TASK STATEMENT » Copy exactly the lines of the material below that run from the one containing "repository d8e8e6e570f93ab9" through the one containing "#[derive(Debug, Clone, Serialize, Deserialize)]". Copy no other lines.

EXTRACTED RECORDS »

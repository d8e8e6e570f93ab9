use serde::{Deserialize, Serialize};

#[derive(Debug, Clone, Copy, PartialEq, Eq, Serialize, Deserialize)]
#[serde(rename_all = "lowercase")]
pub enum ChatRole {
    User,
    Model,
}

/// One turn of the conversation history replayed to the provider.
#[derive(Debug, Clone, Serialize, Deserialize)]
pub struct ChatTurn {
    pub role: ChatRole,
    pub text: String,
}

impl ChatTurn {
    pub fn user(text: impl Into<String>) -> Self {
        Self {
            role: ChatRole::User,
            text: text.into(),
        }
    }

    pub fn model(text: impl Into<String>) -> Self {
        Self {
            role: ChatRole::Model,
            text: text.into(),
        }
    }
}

--

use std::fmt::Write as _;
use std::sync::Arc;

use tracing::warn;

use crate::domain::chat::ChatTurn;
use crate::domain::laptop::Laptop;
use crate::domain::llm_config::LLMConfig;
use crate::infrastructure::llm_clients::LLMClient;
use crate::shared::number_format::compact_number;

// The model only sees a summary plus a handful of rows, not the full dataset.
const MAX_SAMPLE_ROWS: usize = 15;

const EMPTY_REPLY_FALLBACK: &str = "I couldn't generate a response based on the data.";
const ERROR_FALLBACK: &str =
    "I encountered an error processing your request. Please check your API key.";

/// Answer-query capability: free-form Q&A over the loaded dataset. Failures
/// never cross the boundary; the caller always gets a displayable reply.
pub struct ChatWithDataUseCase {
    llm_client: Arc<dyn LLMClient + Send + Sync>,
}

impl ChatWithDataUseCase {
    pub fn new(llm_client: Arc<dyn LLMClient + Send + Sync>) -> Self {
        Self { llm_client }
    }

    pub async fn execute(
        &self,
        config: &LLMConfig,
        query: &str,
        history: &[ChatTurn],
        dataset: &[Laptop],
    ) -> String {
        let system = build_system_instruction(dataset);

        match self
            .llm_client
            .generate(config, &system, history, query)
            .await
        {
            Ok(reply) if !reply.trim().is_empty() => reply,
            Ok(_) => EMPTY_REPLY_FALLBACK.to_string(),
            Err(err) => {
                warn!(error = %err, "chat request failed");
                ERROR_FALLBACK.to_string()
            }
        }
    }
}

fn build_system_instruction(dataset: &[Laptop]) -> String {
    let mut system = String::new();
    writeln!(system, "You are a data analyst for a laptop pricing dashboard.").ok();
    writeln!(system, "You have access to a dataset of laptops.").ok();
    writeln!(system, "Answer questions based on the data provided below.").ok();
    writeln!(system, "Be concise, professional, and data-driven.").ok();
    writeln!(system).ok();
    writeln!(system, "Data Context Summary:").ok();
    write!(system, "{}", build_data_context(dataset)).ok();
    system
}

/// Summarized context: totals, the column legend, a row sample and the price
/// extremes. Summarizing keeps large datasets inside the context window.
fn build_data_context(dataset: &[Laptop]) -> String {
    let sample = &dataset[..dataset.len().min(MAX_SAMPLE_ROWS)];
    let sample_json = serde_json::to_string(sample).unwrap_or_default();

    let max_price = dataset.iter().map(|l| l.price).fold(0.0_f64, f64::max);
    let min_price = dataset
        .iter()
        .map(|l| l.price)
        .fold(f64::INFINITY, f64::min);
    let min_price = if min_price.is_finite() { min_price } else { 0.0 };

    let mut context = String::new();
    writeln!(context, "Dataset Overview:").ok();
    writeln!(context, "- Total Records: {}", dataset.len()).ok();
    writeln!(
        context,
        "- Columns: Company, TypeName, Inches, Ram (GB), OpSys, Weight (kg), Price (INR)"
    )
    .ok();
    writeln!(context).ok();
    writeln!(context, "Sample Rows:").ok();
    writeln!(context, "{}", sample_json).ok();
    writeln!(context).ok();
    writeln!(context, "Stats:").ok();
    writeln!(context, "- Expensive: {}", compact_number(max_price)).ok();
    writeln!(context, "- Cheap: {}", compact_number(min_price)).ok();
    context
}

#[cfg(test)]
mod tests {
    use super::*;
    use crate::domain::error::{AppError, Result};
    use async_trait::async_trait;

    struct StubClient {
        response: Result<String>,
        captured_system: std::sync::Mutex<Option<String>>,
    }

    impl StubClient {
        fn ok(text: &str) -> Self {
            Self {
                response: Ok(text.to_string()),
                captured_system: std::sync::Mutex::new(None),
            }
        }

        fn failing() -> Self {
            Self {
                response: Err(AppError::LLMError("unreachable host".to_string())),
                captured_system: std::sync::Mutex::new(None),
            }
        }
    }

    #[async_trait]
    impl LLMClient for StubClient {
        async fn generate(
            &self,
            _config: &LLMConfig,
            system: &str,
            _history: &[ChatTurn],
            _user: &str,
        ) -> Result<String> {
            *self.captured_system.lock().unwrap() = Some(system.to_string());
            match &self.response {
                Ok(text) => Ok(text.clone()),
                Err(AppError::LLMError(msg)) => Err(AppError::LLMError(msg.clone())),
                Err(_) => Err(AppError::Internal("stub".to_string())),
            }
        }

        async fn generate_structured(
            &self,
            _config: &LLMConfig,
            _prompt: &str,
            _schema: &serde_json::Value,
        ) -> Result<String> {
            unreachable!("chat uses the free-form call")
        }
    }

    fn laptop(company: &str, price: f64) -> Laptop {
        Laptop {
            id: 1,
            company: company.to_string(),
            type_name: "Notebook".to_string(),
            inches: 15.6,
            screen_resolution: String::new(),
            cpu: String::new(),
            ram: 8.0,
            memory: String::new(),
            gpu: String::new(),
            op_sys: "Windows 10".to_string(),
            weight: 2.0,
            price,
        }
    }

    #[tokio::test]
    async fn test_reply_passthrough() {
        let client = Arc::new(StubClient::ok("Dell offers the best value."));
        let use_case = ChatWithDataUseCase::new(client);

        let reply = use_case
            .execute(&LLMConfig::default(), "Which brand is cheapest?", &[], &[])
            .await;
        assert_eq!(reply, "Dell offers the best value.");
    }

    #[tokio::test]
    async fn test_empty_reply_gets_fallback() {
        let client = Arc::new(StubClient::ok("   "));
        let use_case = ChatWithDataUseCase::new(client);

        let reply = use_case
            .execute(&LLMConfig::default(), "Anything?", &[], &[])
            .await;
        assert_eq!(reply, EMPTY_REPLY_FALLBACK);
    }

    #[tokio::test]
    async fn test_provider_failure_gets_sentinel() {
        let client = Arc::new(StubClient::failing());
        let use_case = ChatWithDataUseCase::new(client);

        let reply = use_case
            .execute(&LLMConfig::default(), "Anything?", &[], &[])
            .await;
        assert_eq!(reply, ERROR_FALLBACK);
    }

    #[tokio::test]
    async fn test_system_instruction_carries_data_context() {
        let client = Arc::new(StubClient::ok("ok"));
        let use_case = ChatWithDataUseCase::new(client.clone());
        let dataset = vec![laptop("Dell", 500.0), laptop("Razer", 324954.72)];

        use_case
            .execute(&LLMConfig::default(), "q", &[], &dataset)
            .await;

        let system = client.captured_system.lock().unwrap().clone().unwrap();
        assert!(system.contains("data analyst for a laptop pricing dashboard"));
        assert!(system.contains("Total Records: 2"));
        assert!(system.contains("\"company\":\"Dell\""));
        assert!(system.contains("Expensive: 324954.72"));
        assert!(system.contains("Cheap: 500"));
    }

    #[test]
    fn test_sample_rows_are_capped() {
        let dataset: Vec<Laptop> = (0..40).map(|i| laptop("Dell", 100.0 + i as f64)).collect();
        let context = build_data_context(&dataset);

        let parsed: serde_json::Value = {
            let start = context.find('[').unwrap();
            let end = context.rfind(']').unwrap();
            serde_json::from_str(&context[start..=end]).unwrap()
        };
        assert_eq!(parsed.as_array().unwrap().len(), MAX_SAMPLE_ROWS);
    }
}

SOLUTION TO THE PROBLEM »
repository d8e8e6e570f93ab9
use serde::{Deserialize, Serialize};

#[derive(Debug, Clone, Copy, PartialEq, Eq, Serialize, Deserialize)]
#[serde(rename_all = "lowercase")]
pub enum ChatRole {
    User,
    Model,
}

/// One turn of the conversation history replayed to the provider.
#[derive(Debug, Clone, Serialize, Deserialize)]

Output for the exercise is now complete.